The economic and political issues facing the country could have a detrimental effect on the residential property market.
Like most things, the residential property market thrives when conditions are right. A stable economy, investment, confidence and growth are but a few of the factors which support a healthy residential market. Unfortunately, the current environment is such that the residential property market is at risk of catching a cold.
According to FNB’s household and property sector strategist John Loos, most indicators point to tough times ahead. Four consecutive years of stagnating economic growth, the start of another year of interest rate hiking, weak commodity prices, deteriorating net foreign investment capital flows and a multi-year rand slide are all taking their toll.
Notes Loos: “We believe that the residential market is entering a super cycle ‘correction phase’ caused by a stagnating economy whose policy makers have little left to give in the way of fiscal monetary stimulus measures.

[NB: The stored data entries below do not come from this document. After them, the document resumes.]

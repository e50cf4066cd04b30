//! Column layout for the terse display modes.
//!
//! [plan_grid] computes the down-then-across grid used by the default mode,
//! [plan_horizontal] splits entries into left-to-right lines for `-x`.
//! Both work on display widths only, so they are independent of coloring.

use std::ops::Range;

/// Blank columns between two cells.
pub const COLUMN_SPACING: usize = 2;

/// Fallback when the terminal size cannot be queried.
pub const DEFAULT_TERM_WIDTH: usize = 80;

/// Row/column grid for one directory.
#[derive(Debug, Clone, Copy, PartialEq, Eq)]
pub struct GridPlan {
    column_width: usize,
    columns: usize,
    rows: usize,
    len: usize,
}

impl GridPlan {
    // Accessors

    #[inline]
    pub fn column_width(&self) -> usize {
        self.column_width
    }

    #[inline]
    pub fn columns(&self) -> usize {
        self.columns
    }

    #[inline]
    pub fn rows(&self) -> usize {
        self.rows
    }

    /// Entry index shown at (`row`, `column`), filling each column top to bottom.
    /// `None` for the trailing empty cells of the last column.
    #[inline]
    pub fn index(&self, row: usize, column: usize) -> Option<usize> {
        let idx = row + column * self.rows;
        (row < self.rows && column < self.columns && idx < self.len).then_some(idx)
    }

    /// Entry indices of `row`, left to right.
    pub fn row(&self, row: usize) -> impl Iterator<Item = usize> + '_ {
        (0..self.columns).filter_map(move |column| self.index(row, column))
    }
}

/// Width of one cell: widest name plus [COLUMN_SPACING].
#[inline]
pub fn column_width(widths: &[usize]) -> usize {
    widths.iter().copied().max().unwrap_or(0) + COLUMN_SPACING
}

/// Plans the down-then-across grid for names of the given display `widths`.
///
/// # Returns
/// `None` for an empty directory, so callers never divide by an empty column set.
pub fn plan_grid(widths: &[usize], term_width: usize) -> Option<GridPlan> {
    if widths.is_empty() {
        return None;
    }
    let column_width = column_width(widths);
    let columns = (term_width / column_width).max(1);
    let rows = widths.len().div_ceil(columns);
    Some(GridPlan {
        column_width,
        columns,
        rows,
        len: widths.len(),
    })
}

/// Lines of a horizontal run.
#[derive(Debug, Clone, PartialEq, Eq)]
pub struct HorizontalPlan {
    column_width: usize,
    lines: Vec<Range<usize>>,
}

impl HorizontalPlan {
    #[inline]
    pub fn column_width(&self) -> usize {
        self.column_width
    }

    /// Index ranges of each output line, in order.
    #[inline]
    pub fn lines(&self) -> &[Range<usize>] {
        &self.lines
    }
}

/// Plans a left-to-right run that wraps before a cell would cross `term_width`.
///
/// A cursor tracks the used width of the current line. The line is only broken when it
/// already holds something, so one over-wide name still gets a line of its own.
///
/// # Returns
/// `None` for an empty directory.
pub fn plan_horizontal(widths: &[usize], term_width: usize) -> Option<HorizontalPlan> {
    if widths.is_empty() {
        return None;
    }
    let column_width = column_width(widths);
    let mut lines = Vec::new();
    let mut start = 0;
    let mut cursor = 0;

    for idx in 0..widths.len() {
        if cursor > 0 && cursor + column_width > term_width {
            lines.push(start..idx);
            start = idx;
            cursor = 0;
        }
        cursor += column_width;
    }
    lines.push(start..widths.len());

    Some(HorizontalPlan {
        column_width,
        lines,
    })
}

#[cfg(test)]
mod tests {
    use super::*;

    #[test]
    fn empty_directory_has_no_plan() {
        assert!(plan_grid(&[], 80).is_none());
        assert!(plan_horizontal(&[], 80).is_none());
    }

    #[test]
    fn grid_dimensions() {
        // L = 8, so cells are 10 wide and 80 columns hold 8 of them.
        let widths = vec![8; 20];
        let plan = plan_grid(&widths, 80).unwrap();
        assert_eq!(plan.column_width(), 10);
        assert_eq!(plan.columns(), 8);
        assert_eq!(plan.rows(), 3);
    }

    #[test]
    fn grid_is_down_then_across() {
        let widths = vec![3; 7];
        // 15 / 5 = 3 columns, ceil(7 / 3) = 3 rows
        let plan = plan_grid(&widths, 15).unwrap();
        assert_eq!(plan.rows(), 3);
        let rows: Vec<Vec<usize>> = (0..plan.rows()).map(|r| plan.row(r).collect()).collect();
        assert_eq!(rows, vec![vec![0, 3, 6], vec![1, 4], vec![2, 5]]);
    }

    #[test]
    fn every_name_in_exactly_one_cell() {
        for n in 1..40 {
            for width in [1, 10, 33, 80, 200] {
                let widths: Vec<usize> = (0..n).map(|i| i % 7 + 1).collect();
                let plan = plan_grid(&widths, width).unwrap();
                let mut seen: Vec<usize> = (0..plan.rows()).flat_map(|r| plan.row(r)).collect();
                seen.sort_unstable();
                assert_eq!(seen, (0..n).collect::<Vec<_>>(), "n={n} width={width}");
                assert_eq!(plan.rows(), n.div_ceil(plan.columns()));
            }
        }
    }

    #[test]
    fn narrow_terminal_keeps_one_column() {
        let plan = plan_grid(&[40, 12], 20).unwrap();
        assert_eq!(plan.columns(), 1);
        assert_eq!(plan.rows(), 2);
        assert_eq!(plan.index(1, 0), Some(1));
        assert_eq!(plan.index(0, 1), None);
    }

    #[test]
    fn horizontal_wraps_before_overflow() {
        // cells are 6 wide, 20 columns fit three per line
        let plan = plan_horizontal(&[4, 4, 4, 4, 4, 4, 4], 20).unwrap();
        assert_eq!(plan.column_width(), 6);
        assert_eq!(plan.lines(), &[0..3, 3..6, 6..7]);
    }

    #[test]
    fn horizontal_over_wide_name_has_no_empty_line() {
        let plan = plan_horizontal(&[30, 2], 10).unwrap();
        assert_eq!(plan.lines(), &[0..1, 1..2]);
    }
}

“This expectation is on the back of our forecast of real economic growth slowing further from 1.3% in 2015 to 0.5% in 2016 along with a further 50 basis points’ worth of interest rate hiking this year. In the subsequent years of 2017 and 2018, economic growth is only expected to improve marginally to just above 1% while the prime rate is expected to peak at 11% early next year and then move sideways.
“Under this weak growth economic scenario which implies a lack of employment creation and pedestrian household income growth, we project average house price growth to lose further steam, slowing from 6% average in 2015 to 4.8% in 2016 and then lower to nearly 3% in 2017 and 2018.”
Loos adds that should the world go into recession there would be additional downward pressure on employment and real disposable income growth of households which could lead to house price deflation.
“It is important to stress though that residential market risks do not always equate to actual market performance at a given time. The two concepts are different things, although rising market risk does often eventually manifest itself in a deterioration in performance. There are also natural ‘leads and lags’ which need to be factored in going forward.”
Of course there are other risks which could impact the residential property market. Johan Burger, a director and certified financial planner at Brenthurst Wealth explains that the current crisis playing out in South Africa’s political circles is just one such risk.
Notes Burger: “Investors in any asset class do not like political uncertainty the likes of which South Africa is currently experiencing. The current bout of uncertainty which started with the so-called ‘Nenegate’ in December 2015 affects the exchange rate which in turn has an immediate impact on the property investment outlook.
“The current uncertainty is also contributing to the widely expected downgrade of South Africa’s credit rating to ‘junk’ status. Most analysts are of the view that the downgrade is now a certainty given recent events and various other factors which the ratings agencies take into consideration. Such a downgrade will have an immediate and detrimental impact on the economy in that inflation will rise and interest rates will go up, making property ownership and investment more challenging.”
Burger explains that above-inflation levy and maintenance increases and an oversupply in rental properties in certain nodes will also have a negative impact on the property investment outlook and make it difficult for landlords to charge inflation related or above inflation rental increases. In the future, he says investors would have to be particularly careful and weigh up the anticipated returns of a property in relation to the higher costs.
More than ever before location is very important. There are many areas and suburbs where there is little to no growth but select areas continue to do well. Again, careful research is necessary as capital growth may be very low for several years in many areas.